Assigned task — The output should be identical to the entries that follow.

******************************

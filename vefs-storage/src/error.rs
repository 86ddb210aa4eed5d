//! The archive error type.
//!
//! Failures carry a closed [`ErrorKind`] plus whatever diagnostic details
//! were known at the failure site: the affected sector, the tree position,
//! the logical file and byte span, and an optional wrapped cause.

use std::error::Error as StdError;
use std::fmt;
use std::ops::Range;

use crate::id::{FileId, SectorId};
use crate::tree::TreePosition;

/// The closed set of archive failure conditions.
#[derive(Debug, Clone, Copy, PartialEq, Eq, thiserror::Error)]
#[non_exhaustive]
pub enum ErrorKind {
    #[error("the file is not a vefs archive or its static header is damaged")]
    InvalidPrefix,
    #[error("the static header length field exceeds its container")]
    OversizedStaticHeader,
    #[error("neither archive header slot could be read")]
    NoArchiveHeader,
    #[error("the supplied user key does not unlock this archive")]
    WrongUserPrk,
    #[error("both archive header slots report the same version")]
    IdenticalHeaderVersion,
    #[error("unknown archive format version")]
    UnknownFormatVersion,
    #[error("an authentication tag mismatched during decryption")]
    TagMismatch,
    #[error("a stored structure failed to decode")]
    InvalidProto,
    #[error("a stored structure violates the format contract")]
    IncompatibleProto,
    #[error("a sector reference pointed outside the allocated tree")]
    SectorReferenceOutOfRange,
    #[error("a directory entry is inconsistent with its allocation bitmap")]
    CorruptIndexEntry,
    #[error("no free sectors or blocks are available")]
    ResourceExhausted,
    #[error("an internal allocation failed")]
    NotEnoughMemory,
    #[error("no file exists at the given path")]
    NoSuchVFile,
    #[error("the resource is locked or still referenced")]
    StillInUse,
    #[error("the directory size is not a whole number of sectors")]
    VFilesystemInvalidSize,
    #[error("a directory entry serialized to an unexpected size")]
    VFilesystemEntrySerializationFailed,
    #[error("the archive file does not exist")]
    ArchiveFileDidNotExist,
    #[error("the archive file already exists")]
    ArchiveFileAlreadyExisted,
    #[error("invalid argument")]
    InvalidArgument,
    #[error("no more data")]
    NoMoreData,
    #[error("host file i/o failed")]
    Io,
}

#[derive(Debug, Default)]
struct Details {
    sector: Option<SectorId>,
    position: Option<TreePosition>,
    file_id: Option<FileId>,
    file_path: Option<String>,
    span: Option<Range<u64>>,
    source: Option<Box<dyn StdError + Send + Sync + 'static>>,
}

/// An archive failure: an [`ErrorKind`] with attached diagnostic details.
#[derive(Debug)]
pub struct Error {
    kind: ErrorKind,
    details: Box<Details>,
}

impl Error {
    pub fn new(kind: ErrorKind) -> Self {
        Error {
            kind,
            details: Box::default(),
        }
    }

    /// Wraps `cause` while reporting `kind` to the caller, e.g. a tag
    /// mismatch on the static header surfacing as [`ErrorKind::WrongUserPrk`].
    pub fn wrapping(kind: ErrorKind, cause: impl Into<Error>) -> Self {
        Error::new(kind).with_source(cause.into())
    }

    pub fn kind(&self) -> ErrorKind {
        self.kind
    }

    pub fn sector(&self) -> Option<SectorId> {
        self.details.sector
    }

    pub fn position(&self) -> Option<TreePosition> {
        self.details.position
    }

    pub fn file_id(&self) -> Option<FileId> {
        self.details.file_id
    }

    pub fn file_path(&self) -> Option<&str> {
        self.details.file_path.as_deref()
    }

    pub fn span(&self) -> Option<Range<u64>> {
        self.details.span.clone()
    }

    pub fn with_sector(mut self, sector: SectorId) -> Self {
        self.details.sector.get_or_insert(sector);
        self
    }

    pub fn with_position(mut self, position: TreePosition) -> Self {
        self.details.position.get_or_insert(position);
        self
    }

    pub fn with_file_id(mut self, id: FileId) -> Self {
        self.details.file_id.get_or_insert(id);
        self
    }

    pub fn with_file_path(mut self, path: impl Into<String>) -> Self {
        self.details.file_path.get_or_insert(path.into());
        self
    }

    pub fn with_span(mut self, span: Range<u64>) -> Self {
        self.details.span.get_or_insert(span);
        self
    }

    pub fn with_source(
        mut self,
        source: impl StdError + Send + Sync + 'static,
    ) -> Self {
        self.details.source.get_or_insert(Box::new(source));
        self
    }
}

impl fmt::Display for Error {
    fn fmt(&self, f: &mut fmt::Formatter<'_>) -> fmt::Result {
        write!(f, "{}", self.kind)?;
        if let Some(path) = &self.details.file_path {
            write!(f, " [file {path:?}]")?;
        }
        if let Some(id) = self.details.file_id {
            write!(f, " [file-id {id}]")?;
        }
        if let Some(span) = &self.details.span {
            write!(f, " [bytes {}..{}]", span.start, span.end)?;
        }
        if let Some(position) = self.details.position {
            write!(f, " [{position:?}]")?;
        }
        if let Some(sector) = self.details.sector {
            write!(f, " [{sector}]")?;
        }
        Ok(())
    }
}

impl StdError for Error {
    fn source(&self) -> Option<&(dyn StdError + 'static)> {
        self.details
            .source
            .as_ref()
            .map(|err| err.as_ref() as &(dyn StdError + 'static))
    }
}

impl From<ErrorKind> for Error {
    fn from(kind: ErrorKind) -> Self {
        Error::new(kind)
    }
}

impl From<std::io::Error> for Error {
    fn from(err: std::io::Error) -> Self {
        Error::new(ErrorKind::Io).with_source(err)
    }
}

pub type Result<T, E = Error> = std::result::Result<T, E>;

/// Attaches diagnostic details to the error arm of a result.
pub trait ResultExt<T> {
    fn with_sector(self, sector: SectorId) -> Result<T>;
    fn with_position(self, position: TreePosition) -> Result<T>;
    fn with_file_id(self, id: FileId) -> Result<T>;
    fn with_file_path(self, path: &str) -> Result<T>;
    fn with_span(self, span: Range<u64>) -> Result<T>;
}

impl<T, E: Into<Error>> ResultExt<T> for Result<T, E> {
    fn with_sector(self, sector: SectorId) -> Result<T> {
        self.map_err(|err| err.into().with_sector(sector))
    }

    fn with_position(self, position: TreePosition) -> Result<T> {
        self.map_err(|err| err.into().with_position(position))
    }

    fn with_file_id(self, id: FileId) -> Result<T> {
        self.map_err(|err| err.into().with_file_id(id))
    }

    fn with_file_path(self, path: &str) -> Result<T> {
        self.map_err(|err| err.into().with_file_path(path))
    }

    fn with_span(self, span: Range<u64>) -> Result<T> {
        self.map_err(|err| err.into().with_span(span))
    }
}

#[cfg(test)]
mod tests {
    use super::*;

    #[test]
    fn details_accumulate_without_overwriting() {
        let err = Error::new(ErrorKind::TagMismatch)
            .with_sector(SectorId::new(7))
            .with_sector(SectorId::new(9));
        assert_eq!(err.kind(), ErrorKind::TagMismatch);
        assert_eq!(err.sector(), Some(SectorId::new(7)));
    }

    #[test]
    fn wrapped_cause_is_reachable_via_source() {
        let inner = Error::new(ErrorKind::TagMismatch);
        let outer = Error::wrapping(ErrorKind::WrongUserPrk, inner);
        assert_eq!(outer.kind(), ErrorKind::WrongUserPrk);
        let source = outer.source().expect("source");
        let inner = source.downcast_ref::<Error>().expect("inner error");
        assert_eq!(inner.kind(), ErrorKind::TagMismatch);
    }
}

******************************

Exercise answer —
filename vefs-storage/src/error.rs
repository 86ddb210aa4eed5d
//! The archive error type.
//!
//! Failures carry a closed [`ErrorKind`] plus whatever diagnostic details
//! were known at the failure site: the affected sector, the tree position,
//! the logical file and byte span, and an optional wrapped cause.

use std::error::Error as StdError;
use std::fmt;
use std::ops::Range;

use crate::id::{FileId, SectorId};
use crate::tree::TreePosition;

/// The closed set of archive failure conditions.
#[derive(Debug, Clone, Copy, PartialEq, Eq, thiserror::Error)]
#[non_exhaustive]
pub enum ErrorKind {
    #[error("the file is not a vefs archive or its static header is damaged")]
    InvalidPrefix,
    #[error("the static header length field exceeds its container")]
    OversizedStaticHeader,
    #[error("neither archive header slot could be read")]
    NoArchiveHeader,
    #[error("the supplied user key does not unlock this archive")]
    WrongUserPrk,
    #[error("both archive header slots report the same version")]
    IdenticalHeaderVersion,
    #[error("unknown archive format version")]
    UnknownFormatVersion,
    #[error("an authentication tag mismatched during decryption")]
    TagMismatch,
    #[error("a stored structure failed to decode")]
    InvalidProto,
    #[error("a stored structure violates the format contract")]
    IncompatibleProto,
    #[error("a sector reference pointed outside the allocated tree")]
    SectorReferenceOutOfRange,
    #[error("a directory entry is inconsistent with its allocation bitmap")]
    CorruptIndexEntry,
    #[error("no free sectors or blocks are available")]
    ResourceExhausted,
    #[error("an internal allocation failed")]
    NotEnoughMemory,
    #[error("no file exists at the given path")]
    NoSuchVFile,
    #[error("the resource is locked or still referenced")]
    StillInUse,
    #[error("the directory size is not a whole number of sectors")]
    VFilesystemInvalidSize,
    #[error("a directory entry serialized to an unexpected size")]
    VFilesystemEntrySerializationFailed,
    #[error("the archive file does not exist")]
    ArchiveFileDidNotExist,
    #[error("the archive file already exists")]
    ArchiveFileAlreadyExisted,
    #[error("invalid argument")]
    InvalidArgument,
    #[error("no more data")]
    NoMoreData,
    #[error("host file i/o failed")]
    Io,
}

#[derive(Debug, Default)]
struct Details {
    sector: Option<SectorId>,
    position: Option<TreePosition>,
    file_id: Option<FileId>,
    file_path: Option<String>,
    span: Option<Range<u64>>,
    source: Option<Box<dyn StdError + Send + Sync + 'static>>,
}

/// An archive failure: an [`ErrorKind`] with attached diagnostic details.
#[derive(Debug)]
pub struct Error {
    kind: ErrorKind,
    details: Box<Details>,
}

impl Error {
    pub fn new(kind: ErrorKind) -> Self {
        Error {
            kind,
            details: Box::default(),
        }
    }

    /// Wraps `cause` while reporting `kind` to the caller, e.g. a tag
    /// mismatch on the static header surfacing as [`ErrorKind::WrongUserPrk`].
    pub fn wrapping(kind: ErrorKind, cause: impl Into<Error>) -> Self {
        Error::new(kind).with_source(cause.into())
    }

    pub fn kind(&self) -> ErrorKind {
        self.kind
    }

    pub fn sector(&self) -> Option<SectorId> {
        self.details.sector
    }

    pub fn position(&self) -> Option<TreePosition> {
        self.details.position
    }

    pub fn file_id(&self) -> Option<FileId> {
        self.details.file_id
    }

    pub fn file_path(&self) -> Option<&str> {
        self.details.file_path.as_deref()
    }

    pub fn span(&self) -> Option<Range<u64>> {
        self.details.span.clone()
    }

    pub fn with_sector(mut self, sector: SectorId) -> Self {
        self.details.sector.get_or_insert(sector);
        self
    }

    pub fn with_position(mut self, position: TreePosition) -> Self {
        self.details.position.get_or_insert(position);
        self
    }

    pub fn with_file_id(mut self, id: FileId) -> Self {
        self.details.file_id.get_or_insert(id);
        self
    }

    pub fn with_file_path(mut self, path: impl Into<String>) -> Self {
        self.details.file_path.get_or_insert(path.into());
        self
    }

    pub fn with_span(mut self, span: Range<u64>) -> Self {
        self.details.span.get_or_insert(span);
        self
    }

    pub fn with_source(
        mut self,
        source: impl StdError + Send + Sync + 'static,
    ) -> Self {
        self.details.source.get_or_insert(Box::new(source));
        self
    }
}

impl fmt::Display for Error {
    fn fmt(&self, f: &mut fmt::Formatter<'_>) -> fmt::Result {
        write!(f, "{}", self.kind)?;
        if let Some(path) = &self.details.file_path {
            write!(f, " [file {path:?}]")?;
        }
        if let Some(id) = self.details.file_id {
            write!(f, " [file-id {id}]")?;
        }
        if let Some(span) = &self.details.span {
            write!(f, " [bytes {}..{}]", span.start, span.end)?;
        }
        if let Some(position) = self.details.position {
            write!(f, " [{position:?}]")?;
        }
        if let Some(sector) = self.details.sector {
            write!(f, " [{sector}]")?;
        }
        Ok(())
    }
}

impl StdError for Error {
    fn source(&self) -> Option<&(dyn StdError + 'static)> {
        self.details
            .source
            .as_ref()
            .map(|err| err.as_ref() as &(dyn StdError + 'static))
    }
}

impl From<ErrorKind> for Error {
    fn from(kind: ErrorKind) -> Self {
        Error::new(kind)
    }
}

impl From<std::io::Error> for Error {
    fn from(err: std::io::Error) -> Self {
        Error::new(ErrorKind::Io).with_source(err)
    }
}

pub type Result<T, E = Error> = std::result::Result<T, E>;

/// Attaches diagnostic details to the error arm of a result.
pub trait ResultExt<T> {
    fn with_sector(self, sector: SectorId) -> Result<T>;
    fn with_position(self, position: TreePosition) -> Result<T>;
    fn with_file_id(self, id: FileId) -> Result<T>;
    fn with_file_path(self, path: &str) -> Result<T>;
    fn with_span(self, span: Range<u64>) -> Result<T>;
}

impl<T, E: Into<Error>> ResultExt<T> for Result<T, E> {
    fn with_sector(self, sector: SectorId) -> Result<T> {
        self.map_err(|err| err.into().with_sector(sector))
    }

    fn with_position(self, position: TreePosition) -> Result<T> {
        self.map_err(|err| err.into().with_position(position))
    }

    fn with_file_id(self, id: FileId) -> Result<T> {
        self.map_err(|err| err.into().with_file_id(id))
    }

    fn with_file_path(self, path: &str) -> Result<T> {
        self.map_err(|err| err.into().with_file_path(path))
    }

    fn with_span(self, span: Range<u64>) -> Result<T> {
        self.map_err(|err| err.into().with_span(span))
    }
}

#[cfg(test)]
mod tests {
    use super::*;

    #[test]
    fn details_accumulate_without_overwriting() {
        let err = Error::new(ErrorKind::TagMismatch)
            .with_sector(SectorId::new(7))
            .with_sector(SectorId::new(9));
        assert_eq!(err.kind(), ErrorKind::TagMismatch);
        assert_eq!(err.sector(), Some(SectorId::new(7)));
    }

    #[test]
    fn wrapped_cause_is_reachable_via_source() {
        let inner = Error::new(ErrorKind::TagMismatch);
        let outer = Error::wrapping(ErrorKind::WrongUserPrk, inner);
        assert_eq!(outer.kind(), ErrorKind::WrongUserPrk);
        let source = outer.source().expect("source");
        let inner = source.downcast_ref::<Error>().expect("inner error");
        assert_eq!(inner.kind(), ErrorKind::TagMismatch);
    }
}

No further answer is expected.